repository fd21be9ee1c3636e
use anyhow::Result;
use tracing_subscriber::{
    fmt::{self, format::FmtSpan},
    layer::SubscriberExt,
    util::SubscriberInitExt,
    EnvFilter,
};

use crate::config::LoggingConfig;

/// Install the global subscriber. Logs go to stderr (or the configured file)
/// so stdout stays free for command output.
pub fn init_logging(config: &LoggingConfig) -> Result<()> {
    let env_filter = EnvFilter::try_from_default_env()
        .or_else(|_| EnvFilter::try_new(&config.level))
        .unwrap_or_else(|_| EnvFilter::new("info"));

    let registry = tracing_subscriber::registry().with(env_filter);

    match config.format.as_str() {
        "json" => {
            let fmt_layer = fmt::layer()
                .json()
                .with_span_events(FmtSpan::CLOSE)
                .with_thread_ids(true);

            if let Some(file_path) = &config.file_path {
                let file = std::fs::OpenOptions::new()
                    .create(true)
                    .append(true)
                    .open(file_path)?;

                registry
                    .with(fmt_layer.with_writer(file))
                    .try_init()?;
            } else {
                registry
                    .with(fmt_layer.with_writer(std::io::stderr))
                    .try_init()?;
            }
        }
        _ => {
            let fmt_layer = fmt::layer()
                .with_span_events(FmtSpan::CLOSE)
                .with_target(false);

            if let Some(file_path) = &config.file_path {
                let file = std::fs::OpenOptions::new()
                    .create(true)
                    .append(true)
                    .open(file_path)?;

                registry
                    .with(fmt_layer.with_ansi(false).with_writer(file))
                    .try_init()?;
            } else {
                registry
                    .with(fmt_layer.with_writer(std::io::stderr))
                    .try_init()?;
            }
        }
    }

    tracing::debug!("Logging initialized with level: {}", config.level);
    Ok(())
}

#[macro_export]
macro_rules! log_error {
    ($err:expr, $msg:expr) => {
        tracing::error!(error = %$err, $msg);
    };
    ($err:expr, $msg:expr, $($field:tt)*) => {
        tracing::error!(error = %$err, $msg, $($field)*);
    };
}

#[macro_export]
macro_rules! log_warn {
    ($msg:expr) => {
        tracing::warn!($msg);
    };
    ($msg:expr, $($field:tt)*) => {
        tracing::warn!($msg, $($field)*);
    };
}

#[macro_export]
macro_rules! log_info {
    ($msg:expr) => {
        tracing::info!($msg);
    };
    ($msg:expr, $($field:tt)*) => {
        tracing::info!($msg, $($field)*);
    };
}

#[macro_export]
macro_rules! log_debug {
    ($msg:expr) => {
        tracing::debug!($msg);
    };
    ($msg:expr, $($field:tt)*) => {
        tracing::debug!($msg, $($field)*);
    };
}
use config::{Config, ConfigError, Environment, File};
use serde::{Deserialize, Serialize};
use std::collections::HashMap;
use std::env;

use crate::requisition::{DateOrder, ParseMode};

#[derive(Debug, Clone, Serialize, Deserialize, Default)]
#[serde(default)]
pub struct AppConfig {
    pub logging: LoggingConfig,
    pub parser: ParserConfig,
    pub upload: UploadConfig,
}

#[derive(Debug, Clone, Serialize, Deserialize)]
#[serde(default)]
pub struct LoggingConfig {
    pub level: String,
    pub format: String,
    pub file_path: Option<String>,
}

#[derive(Debug, Clone, Serialize, Deserialize)]
#[serde(default)]
pub struct ParserConfig {
    pub mode: ParseMode,
    pub metadata_scan_rows: usize,
    pub default_currency: String,
    pub date_order: DateOrder,
    /// Extra header names keyed by field name (`description`, `unit`, ...),
    /// tried after the built-in synonyms.
    pub extra_columns: HashMap<String, Vec<String>>,
}

#[derive(Debug, Clone, Serialize, Deserialize)]
#[serde(default)]
pub struct UploadConfig {
    pub max_file_size: u64,
    pub allowed_extensions: Vec<String>,
}

impl AppConfig {
    pub fn load() -> Result<Self, ConfigError> {
        // Load .env file if it exists
        dotenvy::dotenv().ok();

        let config = Config::builder()
            // Start with default values
            .add_source(File::with_name("config/default").required(false))
            // Add environment-specific config
            .add_source(
                File::with_name(&format!(
                    "config/{}",
                    env::var("ENVIRONMENT").unwrap_or_else(|_| "development".into())
                ))
                .required(false),
            )
            // Add local config (gitignored)
            .add_source(File::with_name("config/local").required(false))
            // Add environment variables with MARITIME prefix
            .add_source(Environment::with_prefix("MARITIME").separator("__"));

        config.build()?.try_deserialize()
    }
}

impl Default for LoggingConfig {
    fn default() -> Self {
        Self {
            level: "info".to_string(),
            format: "pretty".to_string(),
            file_path: None,
        }
    }
}

impl Default for ParserConfig {
    fn default() -> Self {
        Self {
            mode: ParseMode::Lenient,
            metadata_scan_rows: 5,
            default_currency: maritime_models::DEFAULT_CURRENCY.to_string(),
            date_order: DateOrder::DayFirst,
            extra_columns: HashMap::new(),
        }
    }
}

impl Default for UploadConfig {
    fn default() -> Self {
        Self {
            max_file_size: 10 * 1024 * 1024, // 10MB
            allowed_extensions: vec!["xlsx".to_string(), "xls".to_string(), "csv".to_string()],
        }
    }
}
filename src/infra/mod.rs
pub mod jira;
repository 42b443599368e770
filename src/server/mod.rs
//! HTTP server receiving Launchpad webhooks.
//!
//! - `POST /` accepts a signed delivery, optionally with a `yaml` query
//!   parameter carrying a base64 project override
//! - `GET /health` returns 200 while the server is up

pub mod health;
pub mod webhook;

pub use health::health_handler;
pub use webhook::webhook_handler;

use crate::context::AppContext;

pub fn build_router(ctx: AppContext) -> axum::Router {
    use axum::routing::{get, post};

    axum::Router::new()
        .route("/", post(webhook_handler))
        .route("/health", get(health_handler))
        .with_state(ctx)
}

########

WHAT YOU NEED TO DO — Write out the material from the first line to the last, exactly.

RESULT FOR THIS EXERCISE —
repository fd21be9ee1c3636e
use anyhow::Result;
use tracing_subscriber::{
    fmt::{self, format::FmtSpan},
    layer::SubscriberExt,
    util::SubscriberInitExt,
    EnvFilter,
};

use crate::config::LoggingConfig;

/// Install the global subscriber. Logs go to stderr (or the configured file)
/// so stdout stays free for command output.
pub fn init_logging(config: &LoggingConfig) -> Result<()> {
    let env_filter = EnvFilter::try_from_default_env()
        .or_else(|_| EnvFilter::try_new(&config.level))
        .unwrap_or_else(|_| EnvFilter::new("info"));

    let registry = tracing_subscriber::registry().with(env_filter);

    match config.format.as_str() {
        "json" => {
            let fmt_layer = fmt::layer()
                .json()
                .with_span_events(FmtSpan::CLOSE)
                .with_thread_ids(true);

            if let Some(file_path) = &config.file_path {
                let file = std::fs::OpenOptions::new()
                    .create(true)
                    .append(true)
                    .open(file_path)?;

                registry
                    .with(fmt_layer.with_writer(file))
                    .try_init()?;
            } else {
                registry
                    .with(fmt_layer.with_writer(std::io::stderr))
                    .try_init()?;
            }
        }
        _ => {
            let fmt_layer = fmt::layer()
                .with_span_events(FmtSpan::CLOSE)
                .with_target(false);

            if let Some(file_path) = &config.file_path {
                let file = std::fs::OpenOptions::new()
                    .create(true)
                    .append(true)
                    .open(file_path)?;

                registry
                    .with(fmt_layer.with_ansi(false).with_writer(file))
                    .try_init()?;
            } else {
                registry
                    .with(fmt_layer.with_writer(std::io::stderr))
                    .try_init()?;
            }
        }
    }

    tracing::debug!("Logging initialized with level: {}", config.level);
    Ok(())
}

#[macro_export]
macro_rules! log_error {
    ($err:expr, $msg:expr) => {
        tracing::error!(error = %$err, $msg);
    };
    ($err:expr, $msg:expr, $($field:tt)*) => {
        tracing::error!(error = %$err, $msg, $($field)*);
    };
}

#[macro_export]
macro_rules! log_warn {
    ($msg:expr) => {
        tracing::warn!($msg);
    };
    ($msg:expr, $($field:tt)*) => {
        tracing::warn!($msg, $($field)*);
    };
}

#[macro_export]
macro_rules! log_info {
    ($msg:expr) => {
        tracing::info!($msg);
    };
    ($msg:expr, $($field:tt)*) => {
        tracing::info!($msg, $($field)*);
    };
}

#[macro_export]
macro_rules! log_debug {
    ($msg:expr) => {
        tracing::debug!($msg);
    };
    ($msg:expr, $($field:tt)*) => {
        tracing::debug!($msg, $($field)*);
    };
}
use config::{Config, ConfigError, Environment, File};
use serde::{Deserialize, Serialize};
use std::collections::HashMap;
use std::env;

use crate::requisition::{DateOrder, ParseMode};

#[derive(Debug, Clone, Serialize, Deserialize, Default)]
#[serde(default)]
pub struct AppConfig {
    pub logging: LoggingConfig,
    pub parser: ParserConfig,
    pub upload: UploadConfig,
}

#[derive(Debug, Clone, Serialize, Deserialize)]
#[serde(default)]
pub struct LoggingConfig {
    pub level: String,
    pub format: String,
    pub file_path: Option<String>,
}

#[derive(Debug, Clone, Serialize, Deserialize)]
#[serde(default)]
pub struct ParserConfig {
    pub mode: ParseMode,
    pub metadata_scan_rows: usize,
    pub default_currency: String,
    pub date_order: DateOrder,
    /// Extra header names keyed by field name (`description`, `unit`, ...),
    /// tried after the built-in synonyms.
    pub extra_columns: HashMap<String, Vec<String>>,
}

#[derive(Debug, Clone, Serialize, Deserialize)]
#[serde(default)]
pub struct UploadConfig {
    pub max_file_size: u64,
    pub allowed_extensions: Vec<String>,
}

impl AppConfig {
    pub fn load() -> Result<Self, ConfigError> {
        // Load .env file if it exists
        dotenvy::dotenv().ok();

        let config = Config::builder()
            // Start with default values
            .add_source(File::with_name("config/default").required(false))
            // Add environment-specific config
            .add_source(
                File::with_name(&format!(
                    "config/{}",
                    env::var("ENVIRONMENT").unwrap_or_else(|_| "development".into())
                ))
                .required(false),
            )
            // Add local config (gitignored)
            .add_source(File::with_name("config/local").required(false))
            // Add environment variables with MARITIME prefix
            .add_source(Environment::with_prefix("MARITIME").separator("__"));

        config.build()?.try_deserialize()
    }
}

impl Default for LoggingConfig {
    fn default() -> Self {
        Self {
            level: "info".to_string(),
            format: "pretty".to_string(),
            file_path: None,
        }
    }
}

impl Default for ParserConfig {
    fn default() -> Self {
        Self {
            mode: ParseMode::Lenient,
            metadata_scan_rows: 5,
            default_currency: maritime_models::DEFAULT_CURRENCY.to_string(),
            date_order: DateOrder::DayFirst,
            extra_columns: HashMap::new(),
        }
    }
}

impl Default for UploadConfig {
    fn default() -> Self {
        Self {
            max_file_size: 10 * 1024 * 1024, // 10MB
            allowed_extensions: vec!["xlsx".to_string(), "xls".to_string(), "csv".to_string()],
        }
    }
}
filename src/infra/mod.rs
pub mod jira;
repository 42b443599368e770
filename src/server/mod.rs
//! HTTP server receiving Launchpad webhooks.
//!
//! - `POST /` accepts a signed delivery, optionally with a `yaml` query
//!   parameter carrying a base64 project override
//! - `GET /health` returns 200 while the server is up

pub mod health;
pub mod webhook;

pub use health::health_handler;
pub use webhook::webhook_handler;

use crate::context::AppContext;

pub fn build_router(ctx: AppContext) -> axum::Router {
    use axum::routing::{get, post};

    axum::Router::new()
        .route("/", post(webhook_handler))
        .route("/health", get(health_handler))
        .with_state(ctx)
}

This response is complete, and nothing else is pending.